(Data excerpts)
━━━━

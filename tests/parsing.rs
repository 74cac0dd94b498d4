use std::fs;
use std::path::PathBuf;

use chrono::NaiveDate;

use nba_lens::dataset::SeasonDataset;
use nba_lens::game_log::{canonicalize, parse_game_date, parse_game_log_json};
use nba_lens::season_index::{normalize_season_label, season_start_year};
use nba_lens::text::{Tokens, parse_count};

fn read_fixture(name: &str) -> String {
    let mut path = PathBuf::from(env!("CARGO_MANIFEST_DIR"));
    path.push("tests");
    path.push("fixtures");
    path.push(name);
    fs::read_to_string(path).expect("fixture file should be readable")
}

#[test]
fn parses_game_log_fixture() {
    let raw = read_fixture("game_log_small.json");
    let records = parse_game_log_json(&raw).expect("fixture should parse");
    assert_eq!(records.len(), 5);

    assert_eq!(records[0].game_id, "0022300001");
    assert_eq!(records[0].team_abbreviation, "ATL");
    assert_eq!(
        records[0].game_date,
        NaiveDate::from_ymd_opt(2023, 10, 25).expect("date")
    );
    // Float-encoded counts.
    assert_eq!(records[1].pts, 116);
    assert_eq!(records[1].minutes, 240);
    // Null and missing columns.
    assert_eq!(records[2].fg3a, 0);
    assert_eq!(records[2].minutes, 240);
    assert_eq!(records[3].tov, 0);
    assert_eq!(records[3].minutes, 265);
    assert_eq!(records[3].matchup.as_deref(), Some("MIA @ LAL"));
}

#[test]
fn canonicalize_pairs_opponents_by_game() {
    let raw = read_fixture("game_log_small.json");
    let records = parse_game_log_json(&raw).expect("fixture should parse");
    let log = canonicalize("2023-24", records);

    assert_eq!(log.rows.len(), 5);
    assert_eq!(log.warnings.len(), 1);
    assert!(log.warnings[0].contains("0022300003"));

    let atl = log.rows.iter().find(|r| r.team_abbreviation == "ATL").expect("ATL");
    assert_eq!(atl.opponent_team_id, 1610612738);
    assert_eq!(atl.season, "2023-24");
    let den = log.rows.iter().find(|r| r.team_abbreviation == "DEN").expect("DEN");
    assert_eq!(den.opponent_team_id, 0);

    let dataset = SeasonDataset::new("2023-24", log.rows);
    assert_eq!(dataset.team_count(), 5);
    assert_eq!(dataset.unpaired_games(), vec!["0022300003"]);
}

#[test]
fn duplicate_team_lines_keep_the_last() {
    let raw = r#"[
        {"GAME_ID": "g1", "GAME_DATE": "2024-01-02", "TEAM_ID": 1, "PTS": 90},
        {"GAME_ID": "g1", "GAME_DATE": "2024-01-02", "TEAM_ID": 2, "PTS": 95},
        {"GAME_ID": "g1", "GAME_DATE": "2024-01-02", "TEAM_ID": 1, "PTS": 99}
    ]"#;
    let log = canonicalize("2023-24", parse_game_log_json(raw).expect("parse"));
    assert_eq!(log.rows.len(), 2);
    assert_eq!(log.warnings.len(), 1);
    let team_one = log.rows.iter().find(|r| r.team_id == 1).expect("team 1");
    assert_eq!(team_one.pts, 99);
    assert_eq!(team_one.opponent_team_id, 2);
}

#[test]
fn parses_result_set_shape() {
    let raw = r#"{
        "resultSets": [{
            "name": "LeagueGameLog",
            "headers": ["TEAM_ID", "TEAM_ABBREVIATION", "GAME_ID", "GAME_DATE", "PTS", "FGA"],
            "rowSet": [
                [1610612744, "GSW", "0022300010", "2023-11-01", 121, 92],
                [1610612756, "PHX", "0022300010", "2023-11-01", 118, 89]
            ]
        }]
    }"#;
    let records = parse_game_log_json(raw).expect("result set should parse");
    assert_eq!(records.len(), 2);
    assert_eq!(records[0].team_abbreviation, "GSW");
    assert_eq!(records[1].fga, 89);
}

#[test]
fn rows_without_ids_are_rejected() {
    let raw = r#"[{"GAME_DATE": "2024-01-02", "TEAM_ID": 1}]"#;
    let err = parse_game_log_json(raw).expect_err("missing GAME_ID");
    assert!(format!("{err:#}").contains("GAME_ID"));
}

#[test]
fn game_dates_accept_time_suffixes() {
    let expected = NaiveDate::from_ymd_opt(2024, 1, 15).expect("date");
    for raw in ["2024-01-15", "2024-01-15T00:00:00", "2024-01-15 19:30:00", "Jan 15, 2024"] {
        assert_eq!(parse_game_date(raw).expect(raw), expected);
    }
    assert!(parse_game_date("15/01/2024").is_err());
}

#[test]
fn season_labels_normalize() {
    assert_eq!(normalize_season_label("2023-24").as_deref(), Some("2023-24"));
    assert_eq!(normalize_season_label("2023-2024").as_deref(), Some("2023-24"));
    assert_eq!(normalize_season_label("2023/24").as_deref(), Some("2023-24"));
    assert_eq!(normalize_season_label("play-by-play"), None);
    assert_eq!(normalize_season_label("10-20"), None);
    assert_eq!(season_start_year("2021-22"), Some(2021));
}

#[test]
fn tokens_keep_hyphenated_words() {
    let tokens = Tokens::new("What's the TS% for 2023-24, head-to-head?");
    assert!(tokens.contains("2023-24"));
    assert!(tokens.contains("head-to-head"));
    assert!(tokens.contains("ts"));
    assert!(tokens.contains_phrase("for 2023-24"));
    assert_eq!(parse_count("ten"), Some(10));
    assert_eq!(parse_count("7"), Some(7));
    assert_eq!(parse_count("games"), None);
}
use crate::system::hal::gpio;

pub struct Led {
    pin: Pin,
}

pub type Pin = gpio::gpioc::PC11<gpio::Output>;

impl Led {
    #[must_use]
    pub fn new(pin: Pin) -> Self {
        Self { pin }
    }

    pub fn set(&mut self, on: bool) {
        self.pin.set_state(on.into());
    }
}
//! The root of the pedal's control, run once per polling cycle.

use crate::indicator::BeatIndicator;
use crate::input::knob::KnobReader;
use crate::input::snapshot::Snapshot as InputSnapshot;
use crate::input::tap::TapEstimator;
use crate::log;
use crate::mapping::BeatLength;
use crate::output::{DesiredOutput, DigipotCommand};
use crate::source::Source;
use crate::Timestamp;

/// The main store of input abstractions and the delay time.
///
/// This struct is the central piece of the control package. It takes
/// `InputSnapshot` on its input, passes it to the tap estimator and the
/// knob reader, decides which of them is in charge of the delay time and
/// returns the desired state of the digipot and the beat LED.
#[derive(Debug)]
#[cfg_attr(feature = "defmt", derive(defmt::Format))]
pub struct ControlLoop {
    tap: TapEstimator,
    knob: KnobReader,
    indicator: BeatIndicator,
    source: Source,
}

#[allow(clippy::new_without_default)]
impl ControlLoop {
    #[must_use]
    pub fn new() -> Self {
        let knob = KnobReader::default();
        let source = knob_source(&knob);
        Self {
            tap: TapEstimator::default(),
            knob,
            indicator: BeatIndicator::default(),
            source,
        }
    }

    /// Adopt the knob position found on startup and write it to the digipot.
    ///
    /// Footswitch held during startup is not counted as a tap.
    pub fn warm_up(&mut self, snapshot: InputSnapshot) -> DesiredOutput {
        self.tap.update(snapshot.now, snapshot.tap);
        self.tap.reset();
        self.knob.warm_up(snapshot.knob);
        let command = self.take_over(knob_source(&self.knob), snapshot.now);
        log::info!("Warmed up with knob={:?}", self.knob.value());
        self.desired_output(snapshot.now, Some(command))
    }

    pub fn apply_input_snapshot(&mut self, snapshot: InputSnapshot) -> DesiredOutput {
        let now = snapshot.now;
        let mut digipot = None;

        self.tap.update(now, snapshot.tap);
        if self.tap.on_beat() {
            let beat_length = self.tap.beat_length();
            log::info!("Tapped beat_length={:?}", beat_length.as_millis());
            digipot = Some(self.take_over(Source::Tap(beat_length), now));
        }

        // Knob is evaluated after the footswitch, so it wins when both
        // change within the same cycle.
        self.knob.update(snapshot.knob);
        if self.knob.changed {
            log::info!(
                "Turned knob={:?} beat_length={:?}",
                self.knob.value(),
                self.knob.beat_length().as_millis()
            );
            digipot = Some(self.take_over(knob_source(&self.knob), now));
        }

        self.desired_output(now, digipot)
    }

    #[must_use]
    pub fn source(&self) -> Source {
        self.source
    }

    #[must_use]
    pub fn beat_length(&self) -> BeatLength {
        self.source.beat_length()
    }

    fn take_over(&mut self, source: Source, now: Timestamp) -> DigipotCommand {
        self.source = source;
        self.indicator.reset(now);
        let command = DigipotCommand {
            code: source.resistance_code(),
        };
        log::debug!("Writing digipot code={:?}", command.code.0);
        command
    }

    fn desired_output(&mut self, now: Timestamp, digipot: Option<DigipotCommand>) -> DesiredOutput {
        let beat_led = self
            .indicator
            .update(now, self.source.beat_length())
            .is_on();
        DesiredOutput {
            beat_led,
            digipot,
            long_press: self.tap.button.long_pressed(now),
        }
    }
}

fn knob_source(knob: &KnobReader) -> Source {
    Source::Knob {
        raw: knob.value(),
        beat_length: knob.beat_length(),
    }
}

━━━━

Assignment ▸ Look through the data above for lines holding the word "update". State how many there are and nothing else.

Task output ▸ 4